Tuesday, January 11, 2011

HOOKOSU (PHOOL GOBI) PARATHA



Dear S and P,

You need a bit of time and patience to make this hookosu paratha. But definitely it is not difficult. If you keep the main stuffing material ready whenever you have time, and store it in the fridge, you can prepare it whenever you feel like. If you feel it is time consuming, you can distribute the procedure over different timings, if you like. You can store the ready stuffing for about a week in the normal compartment of the fridge.

After you buy cauliflower, separate the florets, soak them in luke warm salt water for about a hour to remove insects if any and then wash again with ordinary water. Drain the water and allow them to dry on a clean cloth. See that there are no water drops sticking to the florets, because it is important that the stuffing is dry or else it is difficult to roll the parathas.


Ingredients:

1 cup wheat flour
Enough water to knead
4-5 big florets (to get one cup of gratings)
3/4 teaspoon salt
1 teaspoon red chilly powder
1 teaspoon garam malala
1/2 teaspoon amchur powder
1 bunch coriander leaves cut into fine pieces
Oil to roast the parathas.

Procedure:

Knead the flour with enough water, to get a dough that is suitable for plain parathas. Grate the florets, taking care that there are no big pieces which may obstruct smooth rolling process. Add salt, chilly powder and coriander leaves and mix well.

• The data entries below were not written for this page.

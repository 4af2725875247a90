//! `Vitrine` Core Library
//!
//! This crate provides the logic behind the `Vitrine` page sequence:
//! - Message carousel controller with cancel-and-restart transitions
//! - Splash screen loading progress
//! - Hub sidebar and overlay state
//! - Statistic count-up parsing and formatting
//! - Best-effort session flags
//! - Application configuration
//!
//! The `runtime` feature (on by default) adds the tokio transition driver and
//! config file I/O. WASM front ends depend on this crate without it.
//!
//! # Error Handling
//!
//! Fallible operations return [`Result`] with the crate's [`Error`].
//! Carousel navigation itself never fails; out-of-range requests are ignored.
//!
//! ```rust,ignore
//! use vitrine_core::{CarouselController, VitrineConfig};
//!
//! let config = VitrineConfig::default();
//! let mut carousel = CarouselController::new(config.message_list()?, view);
//! carousel.show_initial();
//! ```

pub mod carousel;
pub mod config;
pub mod error;
pub mod hub;
pub mod session;
pub mod splash;
pub mod stats;

#[cfg(feature = "runtime")]
pub use carousel::driver::CarouselDriver;
pub use carousel::{CarouselController, CarouselView, MessageList, Position, Transition};
pub use config::{DEFAULT_MESSAGES, DEFAULT_SETTLE_DELAY_MS, TimingConfig, VitrineConfig};
pub use error::{Error, Result};
pub use hub::{HubEffect, HubState};
pub use session::{
    MemorySessionStore, SESSION_STARTED_KEY, SessionStore, mark_session_started, session_started,
};
pub use splash::{ENTERING_TEXT, READY_TEXT, SplashConfig, SplashPhase, SplashProgress};
pub use stats::{StatValue, StatsConfig, format_pt_br};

Now, take a ball of the dough, the same size you take for plain parathas. Divide it into two balls of equal size. Knead both balls round, again of equal size. Take about 1/5 the quantity of the stuffing and spread it on one of the rolls. Cover it carefully with the other roll to fit properly and then press softly with hand. Roll it again softly taking care that the stuffing does not peep out.

Roast this on a hot tava adding about half teaspoon oil on both sides.

It is best served hot with tomato sauce, green chilly pickles and/or thick curds.

You can make about 5 parathas with this ingredient.